Die Möblierung umfasste zudem einen Spiegel mit Nussbaumrahmen, eine Nussbaumkommode, ein Sofa, zwei gepolsterte Lehnstühle mit gelb-rotem Brocadellbezug sowie vier einfachere Stühle. Besonders die Verwendung von Nussbaumholz verweist auf den Anspruch an Materialqualität und Repräsentation. Brocadellstoffe galten im 18. Jahrhundert als kostbare halbseidene Gewebe mit dekorativer Wirkung und wurden bevorzugt in repräsentativen Wohnräumen eingesetzt.

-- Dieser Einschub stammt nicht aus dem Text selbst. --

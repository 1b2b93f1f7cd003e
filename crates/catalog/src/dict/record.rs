// SPDX-License-Identifier: AGPL-3.0-or-later
// Copyright (c) 2025 ReifyDB

//! Values of the dictionary records. Each starts with a 2 byte version.

use rowkey_codec::{IndexFlag, IndexInfo, IndexType, format::PRIMARY_TTL};
use rowkey_core::{
	IndexId, Result,
	error::diagnostic::dictionary::DictionaryError,
	netbuf::{NetReader, NetWriter},
	return_error,
};

pub const INDEX_INFO_VERSION_INITIAL: u16 = 1;
/// Adds the key format version.
pub const INDEX_INFO_VERSION_KV_FORMAT: u16 = 2;
/// The key format is validated at startup.
pub const INDEX_INFO_VERSION_VERIFY_KV_FORMAT: u16 = 3;
pub const INDEX_INFO_VERSION_TTL: u16 = 4;
pub const INDEX_INFO_VERSION_FIELD_FLAGS: u16 = 5;
pub const INDEX_INFO_VERSION_LATEST: u16 = INDEX_INFO_VERSION_FIELD_FLAGS;

pub const DDL_ENTRY_VERSION: u16 = 1;
pub const CF_DEFINITION_VERSION: u16 = 1;
pub const MAX_INDEX_ID_VERSION: u16 = 1;
pub const ONGOING_INDEX_VERSION: u16 = 1;
pub const AUTO_INCREMENT_VERSION: u16 = 1;

/// Column family flags.
pub const REVERSE_CF_FLAG: u32 = 1;
/// No longer written. Reported when found.
pub const AUTO_CF_FLAG: u32 = 2;
pub const PER_PARTITION_CF_FLAG: u32 = 4;

fn invalid_size(record: &'static str, data: &[u8]) -> DictionaryError {
	DictionaryError::InvalidRecordSize {
		record,
		size: data.len(),
	}
}

/// `[version][index type:1][kv version:2][flags:4][ttl duration:8]`
pub fn encode_index_info(info: &IndexInfo) -> Vec<u8> {
	let mut out = NetWriter::with_capacity(17);
	out.write_u16(INDEX_INFO_VERSION_LATEST);
	out.write_u8(info.index_type.as_u8());
	out.write_u16(info.kv_version);
	out.write_u32(info.flags);
	out.write_u64(info.ttl_duration);
	out.into_inner()
}

pub fn decode_index_info(id: IndexId, data: &[u8]) -> Result<IndexInfo> {
	const RECORD: &str = "index info";
	let mut reader = NetReader::new(data);
	let version = reader.read_u16().ok_or_else(|| invalid_size(RECORD, data))?;
	let expected = match version {
		INDEX_INFO_VERSION_FIELD_FLAGS => Some(17),
		INDEX_INFO_VERSION_TTL => Some(13),
		INDEX_INFO_VERSION_KV_FORMAT | INDEX_INFO_VERSION_VERIFY_KV_FORMAT => None,
		_ => return_error!(DictionaryError::UnknownVersion {
			record: RECORD,
			version,
		}),
	};
	if expected.is_some_and(|len| len != data.len()) {
		return Err(invalid_size(RECORD, data).into());
	}

	let raw_type = reader.read_u8().ok_or_else(|| invalid_size(RECORD, data))?;
	let kv_version = reader.read_u16().ok_or_else(|| invalid_size(RECORD, data))?;
	let mut flags = 0;
	let mut ttl_duration = 0;
	match version {
		INDEX_INFO_VERSION_FIELD_FLAGS => {
			flags = reader.read_u32().ok_or_else(|| invalid_size(RECORD, data))?;
			ttl_duration = reader.read_u64().ok_or_else(|| invalid_size(RECORD, data))?;
		}
		INDEX_INFO_VERSION_TTL => {
			ttl_duration = reader.read_u64().ok_or_else(|| invalid_size(RECORD, data))?;
			if kv_version == PRIMARY_TTL && ttl_duration > 0 {
				flags = IndexFlag::Ttl.bit();
			}
		}
		_ => {}
	}

	let Some(index_type) = IndexType::from_u8(raw_type) else {
		return_error!(DictionaryError::UnknownIndexType {
			index_id: id,
			index_type: raw_type,
		});
	};
	if kv_version > index_type.latest_format() {
		return_error!(DictionaryError::FormatTooNew {
			index_id: id,
			kv_version,
			supported: index_type.latest_format(),
		});
	}

	Ok(IndexInfo {
		id,
		dict_version: version,
		index_type,
		kv_version,
		flags,
		ttl_duration,
	})
}

/// `[version]{[cf id:4][index number:4]}*`
pub fn encode_ddl_entry(ids: &[IndexId]) -> Vec<u8> {
	let mut out = NetWriter::with_capacity(2 + 8 * ids.len());
	out.write_u16(DDL_ENTRY_VERSION);
	for id in ids {
		out.write(&id.to_bytes());
	}
	out.into_inner()
}

pub fn decode_ddl_entry(data: &[u8]) -> Result<Vec<IndexId>> {
	const RECORD: &str = "ddl entry";
	let mut reader = NetReader::new(data);
	let version = reader.read_u16().ok_or_else(|| invalid_size(RECORD, data))?;
	if version != DDL_ENTRY_VERSION {
		return_error!(DictionaryError::UnknownVersion {
			record: RECORD,
			version,
		});
	}
	if reader.remaining() % 8 != 0 {
		return Err(invalid_size(RECORD, data).into());
	}
	let mut ids = Vec::with_capacity(reader.remaining() / 8);
	while let Some(raw) = reader.read(8) {
		ids.push(IndexId::from_bytes(raw).ok_or_else(|| invalid_size(RECORD, data))?);
	}
	Ok(ids)
}

/// `[version][flags:4]`
pub fn encode_cf_flags(flags: u32) -> Vec<u8> {
	let mut out = NetWriter::with_capacity(6);
	out.write_u16(CF_DEFINITION_VERSION);
	out.write_u32(flags);
	out.into_inner()
}

pub fn decode_cf_flags(data: &[u8]) -> Result<u32> {
	versioned_u32("cf definition", CF_DEFINITION_VERSION, data)
}

/// `[version][max index number:4]`
pub fn encode_max_index_id(index_number: u32) -> Vec<u8> {
	let mut out = NetWriter::with_capacity(6);
	out.write_u16(MAX_INDEX_ID_VERSION);
	out.write_u32(index_number);
	out.into_inner()
}

pub fn decode_max_index_id(data: &[u8]) -> Result<u32> {
	versioned_u32("max index id", MAX_INDEX_ID_VERSION, data)
}

fn versioned_u32(record: &'static str, expected: u16, data: &[u8]) -> Result<u32> {
	let mut reader = NetReader::new(data);
	let version = reader.read_u16().ok_or_else(|| invalid_size(record, data))?;
	if version != expected {
		return_error!(DictionaryError::UnknownVersion {
			record,
			version,
		});
	}
	let value = reader.read_u32().ok_or_else(|| invalid_size(record, data))?;
	if reader.remaining() != 0 {
		return Err(invalid_size(record, data).into());
	}
	Ok(value)
}

/// Value of an ongoing create or drop marker, a bare version.
pub fn encode_ongoing() -> Vec<u8> {
	ONGOING_INDEX_VERSION.to_be_bytes().to_vec()
}

/// `[version][value:8]`
pub fn encode_auto_incr(value: u64) -> Vec<u8> {
	let mut out = NetWriter::with_capacity(10);
	out.write_u16(AUTO_INCREMENT_VERSION);
	out.write_u64(value);
	out.into_inner()
}

/// Versions up to the current one are readable.
pub fn decode_auto_incr(data: &[u8]) -> Result<u64> {
	const RECORD: &str = "auto increment";
	let mut reader = NetReader::new(data);
	let version = reader.read_u16().ok_or_else(|| invalid_size(RECORD, data))?;
	if version > AUTO_INCREMENT_VERSION {
		return_error!(DictionaryError::UnknownVersion {
			record: RECORD,
			version,
		});
	}
	reader.read_u64().ok_or_else(|| invalid_size(RECORD, data).into())
}
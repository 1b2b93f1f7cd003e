// SPDX-License-Identifier: AGPL-3.0-or-later
// Copyright (c) 2025 ReifyDB

//! Optional fixed-size fields that precede the unpack data of secondary
//! index values. Each set bit of an index's flag word reserves one field,
//! laid out in bit order.

/// Bytes of the TTL timestamp field.
pub const TTL_RECORD_SIZE: usize = 8;

const FLAG_LENGTHS: [usize; 1] = [TTL_RECORD_SIZE];

#[derive(Debug, Clone, Copy, PartialEq, Eq, Hash)]
#[repr(u32)]
pub enum IndexFlag {
	Ttl = 1,
}

impl IndexFlag {
	pub fn bit(self) -> u32 {
		self as u32
	}

	pub fn is_set(self, flags: u32) -> bool {
		flags & self.bit() != 0
	}
}

/// Offset and length of the field of `flag`, given the flag word of an
/// index. `None` asks for the combined length of all fields.
pub fn index_flag_offset(flags: u32, flag: Option<IndexFlag>) -> (usize, usize) {
	let mut offset = 0;
	for (bit, len) in FLAG_LENGTHS.iter().enumerate() {
		let mask = 1u32 << bit;
		if flag.is_some_and(|flag| flag.bit() & mask != 0) {
			return (offset, *len);
		}
		if flags & mask != 0 {
			offset += len;
		}
	}
	(offset, 0)
}

/// Bytes reserved for all flag fields.
pub fn total_flags_length(flags: u32) -> usize {
	index_flag_offset(flags, None).0
}
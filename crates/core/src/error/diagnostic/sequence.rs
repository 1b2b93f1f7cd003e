// SPDX-License-Identifier: AGPL-3.0-or-later
// Copyright (c) 2025 ReifyDB

use crate::error::Diagnostic;

pub fn sequence_exhausted(last: u32) -> Diagnostic {
	Diagnostic {
		code: "SEQUENCE_001".to_string(),
		message: format!("index number sequence is exhausted after `{}`", last),
		label: Some("no more index numbers can be generated".to_string()),
		help: Some(format!("maximum index number is `{}`", u32::MAX)),
		notes: vec![],
		cause: None,
	}
}
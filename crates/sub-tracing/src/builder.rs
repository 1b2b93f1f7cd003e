// SPDX-License-Identifier: AGPL-3.0-or-later
// Copyright (c) 2025 ReifyDB

use rowkey_core::{
	Error, Result,
	error::diagnostic::subscriber::{invalid_filter, subscriber_init_failed},
};
use serde::Deserialize;
use tracing_subscriber::{EnvFilter, fmt, layer::SubscriberExt, util::SubscriberInitExt};

const DEFAULT_FILTER: &str = "info";

#[derive(Debug, Clone, Copy, PartialEq, Eq, Default, Deserialize)]
#[serde(rename_all = "lowercase")]
pub enum Format {
	#[default]
	Text,
	Json,
}

/// Settings of the log output, as read from a config file.
#[derive(Debug, Clone, PartialEq, Eq, Deserialize)]
#[serde(default)]
pub struct TracingConfig {
	/// `EnvFilter` directives. `RUST_LOG` wins when set.
	pub filter: String,
	pub format: Format,
	pub with_target: bool,
	pub with_ansi: bool,
}

impl Default for TracingConfig {
	fn default() -> Self {
		Self {
			filter: DEFAULT_FILTER.to_string(),
			format: Format::Text,
			with_target: true,
			with_ansi: true,
		}
	}
}

#[derive(Debug, Clone, Default)]
pub struct TracingBuilder {
	config: TracingConfig,
}

impl TracingBuilder {
	pub fn new() -> Self {
		Self::default()
	}

	pub fn from_config(config: TracingConfig) -> Self {
		Self {
			config,
		}
	}

	pub fn with_filter(mut self, filter: impl Into<String>) -> Self {
		self.config.filter = filter.into();
		self
	}

	pub fn with_format(mut self, format: Format) -> Self {
		self.config.format = format;
		self
	}

	pub fn with_target(mut self, with_target: bool) -> Self {
		self.config.with_target = with_target;
		self
	}

	pub fn with_ansi(mut self, with_ansi: bool) -> Self {
		self.config.with_ansi = with_ansi;
		self
	}

	pub fn config(&self) -> &TracingConfig {
		&self.config
	}

	fn env_filter(&self) -> Result<EnvFilter> {
		if let Ok(filter) = EnvFilter::try_from_default_env() {
			return Ok(filter);
		}
		EnvFilter::try_new(&self.config.filter)
			.map_err(|err| Error(invalid_filter(&self.config.filter, err.to_string())))
	}

	/// Installs the subscriber globally. Fails when one is already set.
	pub fn build(self) -> Result<()> {
		let filter = self.env_filter()?;
		let registry = tracing_subscriber::registry().with(filter);
		let installed = match self.config.format {
			Format::Text => registry
				.with(fmt::layer().with_target(self.config.with_target).with_ansi(self.config.with_ansi))
				.try_init(),
			Format::Json => registry.with(fmt::layer().json().with_target(self.config.with_target)).try_init(),
		};
		installed.map_err(|err| Error(subscriber_init_failed(err.to_string())))?;
		tracing::debug!(format = ?self.config.format, "tracing subscriber installed");
		Ok(())
	}
}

Bemerkenswert ist die umfangreiche bildliche Ausstattung des Zimmers. Mehrere Porträts hochrangiger Militärpersonen aus dem Umfeld der Familie von der Schulenburg schmückten die Wände. Genannt werden ein General der Infanterie Freiherr von der Schulenburg, ein Generalmajor Freiherr von der Schulenburg, ferner Obristlieutenant Haller sowie der Regiments-Quartiermeister Tissol. Die Bildausstattung verweist auf das militärische Selbstverständnis der Familie und ihre Einbindung in die europäische Offiziers- und Hofgesellschaft des 18. Jahrhunderts.
Über den Türen befanden sich zudem zwei Supraporten mit venezianischen Vedutenmotiven: dargestellt waren die Ponte di Rialto sowie die Kirche Santa Maria della Salute in Venedig. Solche italienischen Stadtansichten gehörten zum festen Bildkanon des europäischen Adels und spiegelten die kulturelle Orientierung an Italien als Zentrum von Kunst, Architektur und aristokratischer Bildung wider. Die Veduten verliehen dem Raum einen zusätzlichen kosmopolitischen und kunstsinnigen Charakter.

Supraporte Rialto Brücke im Appartment links dem Salle d'appart

Supraporte Maria de la salute im Appartment links dem Salle d'appart
Ergänzt wurde die Ausstattung durch vier Gardinen mit zwei Fallballas aus rot-gelb-weiß gestreifter Leinwand. Der Begriff bezeichnet dekorative textile Fensterabschlüsse beziehungsweise Volants, die gemeinsam mit den Vorhängen das Fenster als wichtigen Bestandteil der Rauminszenierung betonten. Farbigkeit und Stoffwahl waren offenbar bewusst auf die übrigen Textilien des Zimmers abgestimmt.
Insgesamt vermittelt das Inventar das Bild eines sorgfältig ausgestatteten adligen Wohnraumes, der Komfort, Repräsentation und familiäre Erinnerungskultur miteinander verband. Die Kombination aus hochwertigen Textilien, venezianischen Bildmotiven, militärischen Porträts und kostbaren Möbeln verweist auf ein Interieur, das zugleich privat genutzt wurde und dennoch den gesellschaftlichen Rang seiner Bewohner sichtbar machen sollte.